Histochemistry of cerebral lesions in mice infected with Plasmodium berghei.

The brains of mice with established symptoms of Plasmodium berghei erebral malaria were investigated histochemically and histologically. The activity of mitochondrial, lysosomal, glyco/glycogenolytic, hydrolytic and oxidizing enzymes as well as enzymes of the Krebs cycle and the pentose cycle was studied during the course of the infection. For comparison cryostate sections were also stained with haematoxylin and eosin, and according to Kluver-Barrera. Changes in enzyme activity, particularly of the vascular endothelium suggest a functional alteration of the blood-brain barrier which precedes the histochemically detectable lesions of the brain parenchyma. Decrease and total loss of enzyme activity in circumscript areas, also of ependymal cells were indicative of an early ischemic lesion.
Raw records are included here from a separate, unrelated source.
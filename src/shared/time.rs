//! Usage: Wall-clock helpers (unix seconds / millis) for persisted timestamps and message ids.

use std::time::{SystemTime, UNIX_EPOCH};

pub(crate) fn now_unix_seconds() -> i64 {
    SystemTime::now()
        .duration_since(UNIX_EPOCH)
        .map(|d| d.as_secs() as i64)
        .unwrap_or(0)
}

pub(crate) fn now_unix_millis() -> i64 {
    SystemTime::now()
        .duration_since(UNIX_EPOCH)
        .map(|d| d.as_millis() as i64)
        .unwrap_or(0)
}
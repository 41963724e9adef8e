//! Usage: Tag micro-format for assistant messages (`<model>`, `<think>`, `<image>`, `<base64>`, `<search>`).
//!
//! Everything here is pure and fail-open: a malformed or unterminated tag leaves the input untouched.

use crate::domain::markup;
use regex::Regex;
use std::sync::OnceLock;

fn compile(pattern: &'static str) -> Option<Regex> {
    match Regex::new(pattern) {
        Ok(re) => Some(re),
        Err(err) => {
            tracing::error!(pattern = pattern, "标签正则编译失败: {}", err);
            None
        }
    }
}

macro_rules! cached_regex {
    ($name:ident, $pattern:expr) => {
        fn $name() -> Option<&'static Regex> {
            static RE: OnceLock<Option<Regex>> = OnceLock::new();
            RE.get_or_init(|| compile($pattern)).as_ref()
        }
    };
}

cached_regex!(think_block_re, r"<think time=(\d+)>([\s\S]*?)</think>");
cached_regex!(think_open_re, r"<think time=(\d+)>");
cached_regex!(model_tag_re, r#"^\s*<model="([^"]+)"/>"#);
cached_regex!(image_block_re, r"<image>[\s\S]*?</image>");
cached_regex!(base64_block_re, r"<base64>([\s\S]*?)</base64>");
cached_regex!(search_block_re, r"<search>([\s\S]*?)</search>");

#[derive(Debug, Clone, PartialEq, Eq)]
pub struct ThinkBlock {
    pub seconds: u64,
    pub body: String,
}

#[derive(Debug, Clone, Copy, PartialEq, Eq)]
pub enum ImageMode {
    /// `<base64>` payloads become `<img>` elements appended after the text.
    Inline,
    /// `<base64>` payloads are removed from the text; the caller shows `images` elsewhere.
    Separate,
}

#[derive(Debug, Clone, Default, PartialEq, Eq)]
pub struct DisplayContent {
    /// Text the user copies: search blocks removed, image tags untouched.
    pub source: String,
    /// Markdown source ready for rendering (may contain inline `<img>` HTML in `Inline` mode).
    pub text: String,
    pub images: Vec<String>,
    pub search: Vec<String>,
}

#[derive(Debug, Clone, Default, PartialEq, Eq)]
pub struct ParsedMessage {
    pub model: Option<String>,
    pub think: Option<ThinkBlock>,
    pub text: String,
}

/// Splits off the first complete `<think time=N>...</think>` block; the remainder is trimmed.
pub fn extract_think(s: &str) -> (Option<ThinkBlock>, String) {
    let Some(re) = think_block_re() else {
        return (None, s.to_string());
    };
    let Some(caps) = re.captures(s) else {
        return (None, s.to_string());
    };
    let (Some(whole), Some(secs), Some(body)) = (caps.get(0), caps.get(1), caps.get(2)) else {
        return (None, s.to_string());
    };
    let Ok(seconds) = secs.as_str().parse::<u64>() else {
        return (None, s.to_string());
    };

    let mut rest = String::with_capacity(s.len() - whole.len());
    rest.push_str(&s[..whole.start()]);
    rest.push_str(&s[whole.end()..]);

    (
        Some(ThinkBlock {
            seconds,
            body: body.as_str().to_string(),
        }),
        rest.trim().to_string(),
    )
}

/// `N` from an opening `<think time=N>`, also while the block is still streaming.
pub fn think_time_hint(s: &str) -> Option<u64> {
    let caps = think_open_re()?.captures(s)?;
    caps.get(1)?.as_str().parse::<u64>().ok()
}

/// Think text without its wrapping tags, whether or not the closing tag has arrived yet.
pub fn think_display_body(s: &str) -> String {
    if let (Some(block), _) = extract_think(s) {
        return block.body;
    }
    let mut body = s;
    if let Some(m) = think_open_re().and_then(|re| re.find(body)) {
        if body[..m.start()].trim().is_empty() {
            body = &body[m.end()..];
        }
    }
    body.strip_suffix("</think>").unwrap_or(body).to_string()
}

/// Splits off a leading `<model="NAME"/>` tag. The remainder is returned verbatim.
pub fn extract_model(s: &str) -> (Option<String>, String) {
    let Some(caps) = model_tag_re().and_then(|re| re.captures(s)) else {
        return (None, s.to_string());
    };
    let (Some(whole), Some(name)) = (caps.get(0), caps.get(1)) else {
        return (None, s.to_string());
    };
    (Some(name.as_str().to_string()), s[whole.end()..].to_string())
}

fn sanitize_base64(raw: &str) -> String {
    raw.chars()
        .filter(|c| c.is_ascii_alphanumeric() || matches!(c, '+' | '/' | '='))
        .collect()
}

pub fn prepare_display(s: &str, mode: ImageMode) -> DisplayContent {
    let mut out = DisplayContent::default();
    let mut text = s.to_string();

    if let Some(re) = search_block_re() {
        if re.is_match(&text) {
            for caps in re.captures_iter(&text) {
                if let Some(inner) = caps.get(1) {
                    let inner = inner.as_str().trim();
                    if !inner.is_empty() {
                        out.search.push(inner.to_string());
                    }
                }
            }
            text = re.replace_all(&text, "").trim().to_string();
        }
    }

    out.source = text.clone();

    if let Some(re) = image_block_re() {
        text = re.replace_all(&text, "").into_owned();
    }

    if let Some(re) = base64_block_re() {
        for caps in re.captures_iter(&text) {
            if let Some(inner) = caps.get(1) {
                let payload = sanitize_base64(inner.as_str());
                if !payload.is_empty() {
                    out.images.push(payload);
                }
            }
        }
        let stripped = re.replace_all(&text, "").into_owned();
        text = match mode {
            ImageMode::Inline if !out.images.is_empty() => {
                let mut inline = stripped.trim().to_string();
                inline.push_str("<br>");
                for payload in &out.images {
                    inline.push_str(&markup::image_html(payload));
                }
                inline
            }
            _ => stripped,
        };
    }

    out.text = text;
    out
}

pub fn parse_message(s: &str) -> ParsedMessage {
    let (model, rest) = extract_model(s);

    // A think block written by `compose_message` sits first, followed by exactly one newline.
    if let Some(caps) = think_block_re().and_then(|re| re.captures(&rest)) {
        if let (Some(whole), Some(secs), Some(body)) = (caps.get(0), caps.get(1), caps.get(2)) {
            if whole.start() == 0 {
                if let Ok(seconds) = secs.as_str().parse::<u64>() {
                    let tail = &rest[whole.end()..];
                    let text = tail.strip_prefix('\n').unwrap_or(tail).to_string();
                    return ParsedMessage {
                        model,
                        think: Some(ThinkBlock {
                            seconds,
                            body: body.as_str().to_string(),
                        }),
                        text,
                    };
                }
            }
        }
    }

    let (think, text) = extract_think(&rest);
    if think.is_some() {
        return ParsedMessage { model, think, text };
    }
    ParsedMessage {
        model,
        think: None,
        text: rest,
    }
}

pub fn compose_message(model: Option<&str>, think: Option<&ThinkBlock>, text: &str) -> String {
    let mut out = String::new();
    if let Some(model) = model.map(str::trim).filter(|m| !m.is_empty()) {
        out.push_str(&format!("<model=\"{model}\"/>"));
    }
    if let Some(think) = think.filter(|t| !t.body.is_empty()) {
        out.push_str(&format!("<think time={}>{}</think>\n", think.seconds, think.body));
    }
    out.push_str(text);
    out
}
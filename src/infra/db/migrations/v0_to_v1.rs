//! Usage: SQLite migration v0->v1 (pending generations + client key/value store).

use crate::shared::time::now_unix_seconds;
use rusqlite::Connection;

pub(super) fn migrate_v0_to_v1(conn: &mut Connection) -> Result<(), String> {
    const VERSION: i64 = 1;
    let tx = conn
        .transaction()
        .map_err(|e| format!("failed to start sqlite transaction: {e}"))?;

    tx.execute_batch(
        r#"
CREATE TABLE IF NOT EXISTS schema_migrations (
  version INTEGER PRIMARY KEY,
  applied_at INTEGER NOT NULL
);

CREATE TABLE IF NOT EXISTS pending_generations (
  seq INTEGER PRIMARY KEY AUTOINCREMENT,
  message_id TEXT NOT NULL UNIQUE,
  conversation_id TEXT NOT NULL,
  request_json TEXT NOT NULL,
  created_at INTEGER NOT NULL
);

CREATE INDEX IF NOT EXISTS idx_pending_generations_conversation_id
  ON pending_generations(conversation_id);

CREATE TABLE IF NOT EXISTS client_kv (
  key TEXT PRIMARY KEY,
  value TEXT NOT NULL,
  updated_at INTEGER NOT NULL
);
"#,
    )
    .map_err(|e| format!("failed to migrate v0->v1: {e}"))?;

    let applied_at = now_unix_seconds();
    tx.execute(
        "INSERT OR IGNORE INTO schema_migrations(version, applied_at) VALUES (?1, ?2)",
        (VERSION, applied_at),
    )
    .map_err(|e| format!("failed to record migration: {e}"))?;

    super::set_user_version(&tx, VERSION)?;

    tx.commit()
        .map_err(|e| format!("failed to commit migration: {e}"))?;

    Ok(())
}
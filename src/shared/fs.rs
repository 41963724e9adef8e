//! Usage: Small filesystem helpers for the settings file and attachments (optional and bounded reads).

use std::path::Path;

pub(crate) fn read_optional_file(path: &Path) -> Result<Option<Vec<u8>>, String> {
    if !path.exists() {
        return Ok(None);
    }
    std::fs::read(path)
        .map(Some)
        .map_err(|e| format!("failed to read {}: {e}", path.display()))
}

/// Reads a local attachment with an upper bound, so a mistyped path to a huge file fails fast.
pub(crate) fn read_file_limited(path: &Path, max_bytes: u64) -> Result<Vec<u8>, String> {
    let meta = std::fs::metadata(path)
        .map_err(|e| format!("SEC_INVALID_INPUT: cannot stat {}: {e}", path.display()))?;
    if !meta.is_file() {
        return Err(format!(
            "SEC_INVALID_INPUT: {} is not a regular file",
            path.display()
        ));
    }
    if meta.len() > max_bytes {
        return Err(format!(
            "SEC_INVALID_INPUT: {} is too large ({} bytes, max {max_bytes})",
            path.display(),
            meta.len()
        ));
    }
    std::fs::read(path).map_err(|e| format!("failed to read {}: {e}", path.display()))
}
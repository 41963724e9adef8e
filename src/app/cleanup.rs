//! Usage: Best-effort cleanup on exit (abort the running generation, wait briefly for it to finalize).

use crate::stream::session::AbortSlot;
use std::time::Duration;

const STOP_TIMEOUT: Duration = Duration::from_secs(3);
const POLL_INTERVAL: Duration = Duration::from_millis(50);

/// Returns `true` when nothing is left running, `false` if the wait timed out.
pub(crate) async fn abort_and_wait(slot: &AbortSlot) -> bool {
    if !slot.is_active() {
        return true;
    }
    if slot.abort() {
        tracing::info!("退出清理：已中断正在进行的生成");
    }

    let wait_idle = async {
        while slot.is_active() {
            tokio::time::sleep(POLL_INTERVAL).await;
        }
    };
    if tokio::time::timeout(STOP_TIMEOUT, wait_idle).await.is_err() {
        tracing::warn!("退出清理：等待中断响应保存超时");
        return false;
    }
    true
}
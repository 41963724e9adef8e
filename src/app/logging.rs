//! Usage: Logging bootstrap (stderr + daily rolling file under `<app data>/logs`, `log` bridge).

use crate::shared::mutex_ext::MutexExt;
use std::path::Path;
use std::sync::Mutex;
use tracing_appender::non_blocking::WorkerGuard;
use tracing_subscriber::prelude::*;
use tracing_subscriber::EnvFilter;

const LOG_DIR_NAME: &str = "logs";
const LOG_FILE_PREFIX: &str = "chat-stream.log";
// Terminal output shares stderr with notices; keep it quiet unless RUST_LOG asks otherwise.
const STDERR_DEFAULT_LEVEL: &str = "warn";

static FILE_GUARD: Mutex<Option<WorkerGuard>> = Mutex::new(None);

fn crate_filter(level: &str) -> String {
    format!("warn,chat_stream_lib={level},chat_stream={level}")
}

fn env_filter(level: &str) -> EnvFilter {
    EnvFilter::try_from_default_env().unwrap_or_else(|_| EnvFilter::new(crate_filter(level)))
}

/// Installs the global subscriber once; later calls are ignored.
pub(crate) fn init(app_dir: Option<&Path>, level: &str) {
    let stderr_layer = tracing_subscriber::fmt::layer()
        .with_writer(std::io::stderr)
        .with_target(false)
        .with_filter(env_filter(STDERR_DEFAULT_LEVEL));

    let file_layer = app_dir.and_then(|dir| {
        let log_dir = dir.join(LOG_DIR_NAME);
        if let Err(err) = std::fs::create_dir_all(&log_dir) {
            eprintln!("无法创建日志目录 {}: {err}", log_dir.display());
            return None;
        }
        let mut slot = FILE_GUARD.lock_or_recover();
        if slot.is_some() {
            return None;
        }
        let appender = tracing_appender::rolling::daily(&log_dir, LOG_FILE_PREFIX);
        let (writer, guard) = tracing_appender::non_blocking(appender);
        *slot = Some(guard);
        Some(
            tracing_subscriber::fmt::layer()
                .with_writer(writer)
                .with_ansi(false)
                .with_filter(env_filter(level)),
        )
    });

    let subscriber = tracing_subscriber::registry()
        .with(stderr_layer)
        .with(file_layer);
    if tracing::subscriber::set_global_default(subscriber).is_err() {
        return;
    }
    if let Err(err) = tracing_log::LogTracer::init() {
        tracing::debug!("log 桥接初始化失败: {}", err);
    }
    tracing::info!(
        version = env!("CARGO_PKG_VERSION"),
        level = level,
        "日志系统已初始化"
    );
}

/// Flushes the file writer. Call before `process::exit`, which skips destructors.
pub(crate) fn shutdown() {
    drop(FILE_GUARD.lock_or_recover().take());
}

#[cfg(test)]
mod tests {
    use super::*;

    #[test]
    fn crate_filter_targets_both_crate_names() {
        let filter = crate_filter("debug");
        assert_eq!(filter, "warn,chat_stream_lib=debug,chat_stream=debug");
        assert!(EnvFilter::try_new(filter).is_ok());
    }
}
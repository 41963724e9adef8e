//! Usage: `RenderSink` for the terminal. Prints each message incrementally as plain text.

use crate::stream::sink::{AccountInfo, RenderSink, RenderedContent, ThinkPanelHandle};
use std::collections::HashMap;
use std::io::Write;

#[derive(Debug, Default)]
struct TerminalMessage {
    printed_content: String,
    printed_think: String,
    think_header: String,
    think_expanded: bool,
}

pub struct TerminalSink<W: Write + Send> {
    out: W,
    messages: HashMap<String, TerminalMessage>,
    panels: HashMap<ThinkPanelHandle, String>,
    next_panel_id: u64,
    show_think: bool,
}

fn io_error(err: std::io::Error) -> String {
    format!("IO_ERROR: terminal write failed: {err}")
}

/// Drops tags from a small HTML fragment (error notes only carry `<p>` wrappers).
fn strip_tags(html: &str) -> String {
    let mut out = String::with_capacity(html.len());
    let mut in_tag = false;
    for c in html.chars() {
        match c {
            '<' => in_tag = true,
            '>' => in_tag = false,
            c if !in_tag => out.push(c),
            _ => {}
        }
    }
    out.replace("&lt;", "<")
        .replace("&gt;", ">")
        .replace("&quot;", "\"")
        .replace("&#39;", "'")
        .replace("&amp;", "&")
}

/// The part of `next` not printed yet. A rewrite (not an extension) prints everything again.
fn unprinted<'a>(printed: &str, next: &'a str) -> (bool, &'a str) {
    match next.strip_prefix(printed) {
        Some(rest) => (false, rest),
        None => (true, next),
    }
}

impl<W: Write + Send> TerminalSink<W> {
    pub fn new(out: W, show_think: bool) -> Self {
        Self {
            out,
            messages: HashMap::new(),
            panels: HashMap::new(),
            next_panel_id: 0,
            show_think,
        }
    }

    pub fn into_inner(self) -> W {
        self.out
    }

    fn message_mut(&mut self, message_id: &str) -> Result<&mut TerminalMessage, String> {
        self.messages
            .get_mut(message_id)
            .ok_or_else(|| format!("RENDER_TARGET_MISSING: message {message_id}"))
    }

    fn panel_message(&self, panel: ThinkPanelHandle) -> Result<String, String> {
        self.panels
            .get(&panel)
            .cloned()
            .ok_or_else(|| format!("RENDER_TARGET_MISSING: think panel {}", panel.id()))
    }

    fn write_str(&mut self, s: &str) -> Result<(), String> {
        self.out.write_all(s.as_bytes()).map_err(io_error)
    }
}

impl<W: Write + Send> RenderSink for TerminalSink<W> {
    fn create_placeholder(&mut self, message_id: &str, model: &str) -> Result<(), String> {
        self.messages
            .insert(message_id.to_string(), TerminalMessage::default());
        self.write_str(&format!("\n[{model}]\n"))?;
        self.out.flush().map_err(io_error)
    }

    fn replace_with_content_container(&mut self, message_id: &str) -> Result<(), String> {
        self.message_mut(message_id).map(|_| ())
    }

    fn set_content(&mut self, message_id: &str, content: &RenderedContent) -> Result<(), String> {
        let message = self.message_mut(message_id)?;
        let (rewrite, rest) = unprinted(&message.printed_content, &content.source);
        let rest = rest.to_string();
        message.printed_content = content.source.clone();
        if rewrite && !rest.is_empty() {
            self.write_str("\n")?;
        }
        self.write_str(&rest)?;
        self.out.flush().map_err(io_error)
    }

    fn ensure_think_panel(&mut self, message_id: &str) -> Result<ThinkPanelHandle, String> {
        if let Some((handle, _)) = self.panels.iter().find(|(_, id)| id.as_str() == message_id) {
            return Ok(*handle);
        }
        let show_think = self.show_think;
        let message = self.message_mut(message_id)?;
        message.think_expanded = show_think;
        self.next_panel_id += 1;
        let handle = ThinkPanelHandle::new(self.next_panel_id);
        self.panels.insert(handle, message_id.to_string());
        Ok(handle)
    }

    fn set_think_body(&mut self, panel: ThinkPanelHandle, body: &RenderedContent) -> Result<(), String> {
        let message_id = self.panel_message(panel)?;
        let message = self.message_mut(&message_id)?;
        if !message.think_expanded {
            message.printed_think = body.source.clone();
            return Ok(());
        }
        let (_, rest) = unprinted(&message.printed_think, &body.source);
        let rest = rest.to_string();
        message.printed_think = body.source.clone();
        self.write_str(&rest)?;
        self.out.flush().map_err(io_error)
    }

    fn set_think_header(&mut self, panel: ThinkPanelHandle, label: &str) -> Result<(), String> {
        let message_id = self.panel_message(panel)?;
        let message = self.message_mut(&message_id)?;
        if message.think_header == label {
            return Ok(());
        }
        message.think_header = label.to_string();
        self.write_str(&format!("\n({label})\n"))
    }

    fn toggle_think_panel(&mut self, panel: ThinkPanelHandle) -> Result<bool, String> {
        let message_id = self.panel_message(panel)?;
        let message = self.message_mut(&message_id)?;
        message.think_expanded = !message.think_expanded;
        Ok(message.think_expanded)
    }

    fn is_near_bottom(&self) -> bool {
        true
    }

    fn scroll_to_bottom(&mut self) {
        if let Err(err) = self.out.flush() {
            tracing::debug!("终端刷新失败: {}", err);
        }
    }

    fn append_error_note(&mut self, message_id: &str, html: &str) -> Result<(), String> {
        self.message_mut(message_id)?;
        self.write_str(&format!("\n! {}\n", strip_tags(html)))
    }

    fn show_search_results(&mut self, message_id: &str, raw: &str) -> Result<(), String> {
        self.message_mut(message_id)?;
        self.write_str(&format!("\n[搜索结果]\n{}\n", raw.trim()))
    }

    fn show_account_info(&mut self, info: &AccountInfo) {
        let mut parts = Vec::new();
        if let Some(points) = info.points.as_deref() {
            parts.push(format!("积分: {points}"));
        }
        if let Some(usage) = info.free_usage.as_ref() {
            parts.push(format!("免费额度: {}/{}", usage.remaining, usage.limit));
        }
        if parts.is_empty() {
            return;
        }
        if let Err(err) = self.write_str(&format!("\n[{}]\n", parts.join(" · "))) {
            tracing::debug!("账户信息输出失败: {}", err);
        }
    }
}
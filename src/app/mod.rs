//! Usage: Application layer (client context, CLI entry, terminal sink, logging, notices).

pub(crate) mod app_state;
pub(crate) mod cleanup;
pub(crate) mod cli;
pub(crate) mod logging;
pub(crate) mod notice;
pub(crate) mod terminal;
mod app;
mod domain;
mod infra;
mod shared;
mod stream;

pub(crate) use app::notice;
pub(crate) use infra::{app_paths, chat_api, db, pending_store, preferences, settings};
pub(crate) use shared::blocking;

pub use app::app_state::ChatContext;
pub use app::cli::Cli;
pub use app::notice::{NoticeLevel, NoticePayload, Notifier, TerminalNotifier};
pub use app::terminal::TerminalSink;
pub use domain::{content, conversations, generation, markup, resume};
pub use infra::chat_api::{ChatApi, ChatApiConfig, ConversationInfo, FreeUsageInfo, PointsInfo};
pub use infra::pending_store::PendingRecord;
pub use infra::settings::{ClientSettings, RetryBackoff};
pub use stream::{decoder, retry, session, sink};

use clap::Parser;

pub fn run() {
    let cli = Cli::parse();

    let runtime = match tokio::runtime::Builder::new_multi_thread()
        .enable_all()
        .build()
    {
        Ok(runtime) => runtime,
        Err(err) => {
            eprintln!("错误: 无法启动 tokio 运行时: {err}");
            std::process::exit(1);
        }
    };

    let result = runtime.block_on(app::cli::execute(cli));
    drop(runtime);

    if let Err(err) = result {
        tracing::error!("运行失败: {}", err);
        eprintln!("错误: {err}");
        app::logging::shutdown();
        std::process::exit(1);
    }
    app::logging::shutdown();
}
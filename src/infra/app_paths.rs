//! Usage: Resolve the per-user app data directory (settings, sqlite db, logs).

use std::path::PathBuf;

pub const APP_DOTDIR_NAME: &str = ".chat-stream";
const APP_DOTDIR_NAME_ENV: &str = "CHAT_STREAM_DOTDIR_NAME";

fn is_safe_dotdir_name(name: &str) -> bool {
    if name.is_empty() || name == "." || name == ".." {
        return false;
    }
    if !name.starts_with('.') {
        return false;
    }
    if name.contains('/') || name.contains('\\') {
        return false;
    }
    name.chars()
        .all(|c| c.is_ascii_alphanumeric() || c == '.' || c == '-' || c == '_')
}

fn resolve_dotdir_name(env_value: Option<String>) -> String {
    env_value
        .map(|v| v.trim().to_string())
        .filter(|v| is_safe_dotdir_name(v))
        .unwrap_or_else(|| APP_DOTDIR_NAME.to_string())
}

pub fn app_data_dir() -> Result<PathBuf, String> {
    let home_dir = dirs::home_dir().ok_or_else(|| "failed to resolve home dir".to_string())?;

    let dotdir_name = resolve_dotdir_name(std::env::var(APP_DOTDIR_NAME_ENV).ok());

    let dir = home_dir.join(dotdir_name);
    std::fs::create_dir_all(&dir).map_err(|e| format!("failed to create app dir: {e}"))?;

    Ok(dir)
}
A population of small, non-phagocytozing, granuloma-like cells frequently accumulating in the frontobasal regions and in the subependymal zones were probably immature astrocytes. During early infection, these cells apparently fail to differentiate and turn to necrosis at the end of the second week. The results of this study support the concept of a triggering role of an initial vascular lesion and a functional breakdown of the blood-brain barrier in susceptible areas of the brain, in the pathogenesis of experimental malaria.